Театральный хмель продолжается. „Турбины" идут с неизменным успехом. Актеры
играют необыкновенно слаженно и поэтому сами называют спектакль „концертом".
Встал вопрос о банкете. И тут на выручку пришел актер Художественного театра
Владимир Августович Степун, участвующий в пьесе. Он предложил свою квартиру в
Сивцевом-Вражке, 41. Самую трудную роль — не только всех разместить, сервировать и
приготовить стол на сорок персон, а затем все привести в порядок взяла на себя жена
Владимира Августовича, Юлия Львовна, дочь профессора Тарасевича.
Во дворе дома 41, в больших комнатах нижнего этажа были накрыты длиннейшие
столы.
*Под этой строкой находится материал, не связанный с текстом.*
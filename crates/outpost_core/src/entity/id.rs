//! Record identifier generation.

use rand::rngs::OsRng;
use rand::RngCore;
use std::sync::atomic::{AtomicU64, Ordering};
use std::time::{SystemTime, UNIX_EPOCH};
use uuid::Builder;

/// Generates a new globally unique record id.
///
/// Uses 122 random bits from the operating system CSPRNG formatted as a
/// v4 UUID. If the OS entropy source is unavailable, falls back to a
/// pseudo-random base-36 value concatenated with the base-36 millisecond
/// timestamp. Never fails and never blocks.
#[must_use]
pub fn new_id() -> String {
    let mut bytes = [0u8; 16];
    match OsRng.try_fill_bytes(&mut bytes) {
        Ok(()) => Builder::from_random_bytes(bytes).into_uuid().to_string(),
        Err(e) => {
            tracing::debug!(error = %e, "OS entropy unavailable, using fallback id");
            fallback_id()
        }
    }
}

static FALLBACK_COUNTER: AtomicU64 = AtomicU64::new(0);

/// Weak id: splitmix64 of clock and counter, then the timestamp.
fn fallback_id() -> String {
    let now = SystemTime::now()
        .duration_since(UNIX_EPOCH)
        .unwrap_or_default();
    let counter = FALLBACK_COUNTER.fetch_add(1, Ordering::Relaxed);

    let seed = (now.as_nanos() as u64) ^ counter.rotate_left(32);
    let random = splitmix64(seed);

    format!(
        "{}{}",
        to_base36(random),
        to_base36(now.as_millis() as u64)
    )
}

fn splitmix64(seed: u64) -> u64 {
    let mut z = seed.wrapping_add(0x9E37_79B9_7F4A_7C15);
    z = (z ^ (z >> 30)).wrapping_mul(0xBF58_476D_1CE4_E5B9);
    z = (z ^ (z >> 27)).wrapping_mul(0x94D0_49BB_1331_11EB);
    z ^ (z >> 31)
}

fn to_base36(mut value: u64) -> String {
    const DIGITS: &[u8; 36] = b"0123456789abcdefghijklmnopqrstuvwxyz";
    if value == 0 {
        return "0".into();
    }
    let mut out = Vec::with_capacity(13);
    while value > 0 {
        out.push(DIGITS[(value % 36) as usize]);
        value /= 36;
    }
    out.reverse();
    String::from_utf8(out).unwrap_or_default()
}
//! In-memory storage backend for testing.

use crate::backend::{validate_key, KvBackend};
use crate::error::{StorageError, StorageResult};
use parking_lot::RwLock;
use std::collections::BTreeMap;

/// An in-memory key-value backend.
///
/// This backend stores all values in memory and is suitable for:
/// - Unit tests
/// - Integration tests
/// - Ephemeral stores that don't need persistence
///
/// An optional byte quota models the small storage budgets of the
/// platforms Outpost targets; writes that would exceed it fail with
/// [`StorageError::QuotaExceeded`].
///
/// # Thread Safety
///
/// This backend is thread-safe and can be shared across threads.
///
/// # Example
///
/// ```rust
/// use outpost_storage::{KvBackend, InMemoryBackend};
///
/// let backend = InMemoryBackend::new();
/// backend.put("k", b"test data").unwrap();
/// assert_eq!(backend.size().unwrap(), 9);
/// ```
#[derive(Debug, Default)]
pub struct InMemoryBackend {
    entries: RwLock<BTreeMap<String, Vec<u8>>>,
    quota: Option<u64>,
}

impl InMemoryBackend {
    /// Creates a new empty in-memory backend.
    #[must_use]
    pub fn new() -> Self {
        Self::default()
    }

    /// Creates an empty backend that refuses to hold more than `quota` bytes.
    #[must_use]
    pub fn with_quota(quota: u64) -> Self {
        Self {
            entries: RwLock::new(BTreeMap::new()),
            quota: Some(quota),
        }
    }

    /// Creates a backend with pre-existing values.
    ///
    /// Useful for testing recovery from corrupt or legacy data.
    #[must_use]
    pub fn with_entries<I, K, V>(entries: I) -> Self
    where
        I: IntoIterator<Item = (K, V)>,
        K: Into<String>,
        V: Into<Vec<u8>>,
    {
        Self {
            entries: RwLock::new(
                entries
                    .into_iter()
                    .map(|(k, v)| (k.into(), v.into()))
                    .collect(),
            ),
            quota: None,
        }
    }

    /// Returns a copy of every stored key and value.
    ///
    /// Useful for testing and debugging.
    #[must_use]
    pub fn snapshot(&self) -> BTreeMap<String, Vec<u8>> {
        self.entries.read().clone()
    }

    /// Clears all values from the backend.
    pub fn clear(&self) {
        self.entries.write().clear();
    }
}

impl KvBackend for InMemoryBackend {
    fn get(&self, key: &str) -> StorageResult<Option<Vec<u8>>> {
        validate_key(key)?;
        Ok(self.entries.read().get(key).cloned())
    }

    fn put(&self, key: &str, value: &[u8]) -> StorageResult<()> {
        validate_key(key)?;
        let mut entries = self.entries.write();

        if let Some(quota) = self.quota {
            let current: u64 = entries.values().map(|v| v.len() as u64).sum();
            let replaced = entries.get(key).map_or(0, |v| v.len() as u64);
            let needed = current - replaced + value.len() as u64;
            if needed > quota {
                return Err(StorageError::QuotaExceeded {
                    needed,
                    available: quota,
                });
            }
        }

        entries.insert(key.to_owned(), value.to_vec());
        Ok(())
    }

    fn remove(&self, key: &str) -> StorageResult<()> {
        validate_key(key)?;
        self.entries.write().remove(key);
        Ok(())
    }

    fn keys(&self) -> StorageResult<Vec<String>> {
        Ok(self.entries.read().keys().cloned().collect())
    }

    fn size(&self) -> StorageResult<u64> {
        Ok(self.entries.read().values().map(|v| v.len() as u64).sum())
    }
}
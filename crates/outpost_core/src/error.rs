//! Error types for Outpost core.

use std::io;
use thiserror::Error;

/// Result type for core operations.
pub type CoreResult<T> = Result<T, CoreError>;

/// Errors that can occur in Outpost core operations.
///
/// Reads never produce these: corrupt or missing collections are recovered
/// as empty. Errors come from writes, from backup import validation and
/// from contract violations by callers.
#[derive(Debug, Error)]
pub enum CoreError {
    /// Storage backend error (quota exceeded, I/O, invalid key).
    #[error("storage error: {0}")]
    Storage(#[from] outpost_storage::StorageError),

    /// JSON serialization error.
    #[error("serialization error: {0}")]
    Serialization(#[from] serde_json::Error),

    /// I/O error.
    #[error("I/O error: {0}")]
    Io(#[from] io::Error),

    /// A backup payload could not be parsed.
    #[error("invalid backup: {message}")]
    InvalidBackup {
        /// User-facing description of the problem.
        message: String,
    },

    /// A record with this id already exists in the collection.
    #[error("duplicate id {id:?} in collection {key}")]
    DuplicateId {
        /// Storage key of the collection.
        key: String,
        /// The conflicting id.
        id: String,
    },

    /// A stored collection cannot be parsed, so it cannot be rewritten
    /// without destroying it.
    #[error("collection {key} is corrupt and was left untouched: {reason}")]
    CorruptCollection {
        /// Storage key of the collection.
        key: String,
        /// What was wrong with the stored value.
        reason: String,
    },

    /// Operation not permitted.
    #[error("invalid operation: {message}")]
    InvalidOperation {
        /// Description of why operation is invalid.
        message: String,
    },
}

impl CoreError {
    /// Creates an invalid backup error.
    pub fn invalid_backup(message: impl Into<String>) -> Self {
        Self::InvalidBackup {
            message: message.into(),
        }
    }

    /// Creates a duplicate id error.
    pub fn duplicate_id(key: impl Into<String>, id: impl Into<String>) -> Self {
        Self::DuplicateId {
            key: key.into(),
            id: id.into(),
        }
    }

    /// Creates a corrupt collection error.
    pub fn corrupt_collection(key: impl Into<String>, reason: impl Into<String>) -> Self {
        Self::CorruptCollection {
            key: key.into(),
            reason: reason.into(),
        }
    }

    /// Creates an invalid operation error.
    pub fn invalid_operation(message: impl Into<String>) -> Self {
        Self::InvalidOperation {
            message: message.into(),
        }
    }

    /// Returns true if the error was caused by the storage quota.
    pub fn is_quota(&self) -> bool {
        matches!(self, CoreError::Storage(e) if e.is_quota())
    }
}

#[cfg(test)]
mod tests {
    use super::*;
    use outpost_storage::StorageError;

    #[test]
    fn quota_passes_through() {
        let err: CoreError = StorageError::QuotaExceeded {
            needed: 2,
            available: 1,
        }
        .into();
        assert!(err.is_quota());
        assert!(!CoreError::invalid_backup("bad").is_quota());
    }

    #[test]
    fn display_messages() {
        let err = CoreError::duplicate_id("outpost_entries", "abc");
        assert_eq!(
            err.to_string(),
            "duplicate id \"abc\" in collection outpost_entries"
        );
        assert_eq!(
            CoreError::invalid_backup("invalid backup file format").to_string(),
            "invalid backup: invalid backup file format"
        );
    }
}
//! Daily breakfast list.

use super::sync_entity;
use crate::clock;
use crate::collection::Collection;
use crate::error::CoreResult;
use crate::types::CollectionKind;
use serde::{Deserialize, Serialize};
use serde_json::{Map, Value};

/// Status of a breakfast that was handed out.
pub const DELIVERED_STATUS: &str = "Entregue";

/// A person on the breakfast list for one day.
#[derive(Debug, Clone, Default, PartialEq, Serialize, Deserialize)]
#[serde(default, rename_all = "camelCase")]
pub struct BreakfastRecord {
    /// Record id.
    pub id: String,
    /// Person entitled to breakfast.
    pub person_name: String,
    /// Day of the list, `YYYY-MM-DD`.
    pub date: String,
    /// Delivery status; [`DELIVERED_STATUS`] once handed out.
    #[serde(skip_serializing_if = "Option::is_none")]
    pub status: Option<String>,
    /// When it was handed out.
    #[serde(skip_serializing_if = "Option::is_none")]
    pub delivered_at: Option<String>,
    /// Operator who handed it out.
    #[serde(skip_serializing_if = "Option::is_none")]
    pub operator_name: Option<String>,
    /// Dirty flag.
    pub synced: bool,
    /// Last local mutation.
    #[serde(rename = "updated_at", skip_serializing_if = "Option::is_none")]
    pub updated_at: Option<String>,
    /// Fields this type does not model.
    #[serde(flatten)]
    pub extra: Map<String, Value>,
}

sync_entity!(BreakfastRecord, CollectionKind::Breakfast);

impl BreakfastRecord {
    /// Puts a person on the list for `date`.
    pub fn new(person_name: impl Into<String>, date: impl Into<String>) -> Self {
        Self {
            person_name: person_name.into(),
            date: date.into(),
            ..Self::default()
        }
    }

    /// Returns true once the breakfast was handed out.
    #[must_use]
    pub fn is_delivered(&self) -> bool {
        self.status.as_deref() == Some(DELIVERED_STATUS)
    }
}

impl Collection<'_, BreakfastRecord> {
    /// Marks a breakfast as handed out by `operator_name`.
    ///
    /// Returns `false` if no record has that id.
    ///
    /// # Errors
    ///
    /// Returns an error if the write fails.
    pub fn mark_delivered(&self, id: &str, operator_name: &str) -> CoreResult<bool> {
        let delivered = self.modify(id, |record| {
            record.status = Some(DELIVERED_STATUS.to_owned());
            record.delivered_at = Some(clock::now_iso());
            record.operator_name = Some(operator_name.to_owned());
        })?;
        Ok(delivered.is_some())
    }

    /// Removes the whole list of one day, tombstoning every record.
    ///
    /// Returns the number of records removed.
    ///
    /// # Errors
    ///
    /// Returns an error if a write fails.
    pub fn clear_date(&self, date: &str) -> CoreResult<usize> {
        Ok(self.delete_where(|r| r.date == date)?.len())
    }
}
На мою долю пришлась забота о пище и вине. В помощники ко мне поступил Петя
Васильев. К счастью, в центре Москвы еще существовал Охотный ряд — дивное
предприятие! Мы взяли извозчика и объехали сразу все магазины подряд: самая
разнообразная икра, балык, белорыбица, осетрина, семга, севрюга — в одном месте,
бочки различных маринадов, грибов и солений — в другом, дичь и колбасы — в третьем.
Вина — в четвертом. Пироги и торты заказали в Столешниковом переулке у расторопного
частника. Потом все завезли к милым Степунам.
31
Участников банкета даю по собственной записке М. А.,
60
которую обнаружила у его сестры Надежды Афанасьевны Земской: Малолетков,
Ершов, Новиков, Андерс, Бутюгин, Гузеев, Лифанов, Аксенов, Добронравов, Соколова,
Хмелев, Калужский, Митропольский, Яншин, Михальский, Истрин, Мордвинов, Степунов
(двое), Ляминых (двое), три сестры Понсовых: Евгения, Лидия и Елена, Федорова Ванда
Мариановна. (Привлекательная женщина. Служила во МХАТе. Муж ее, Владимир
Петрович, приезжал к нам „повинтить". Нередко М. А. ездил в это гостеприимное
семейство, иногда к нему присоединялась и я.)
В списке М. А. я не нашла П. А. Маркова и И. Я. Судакова, режиссера спектакля.
Всю-то ночку мы веселились, пели и танцевали.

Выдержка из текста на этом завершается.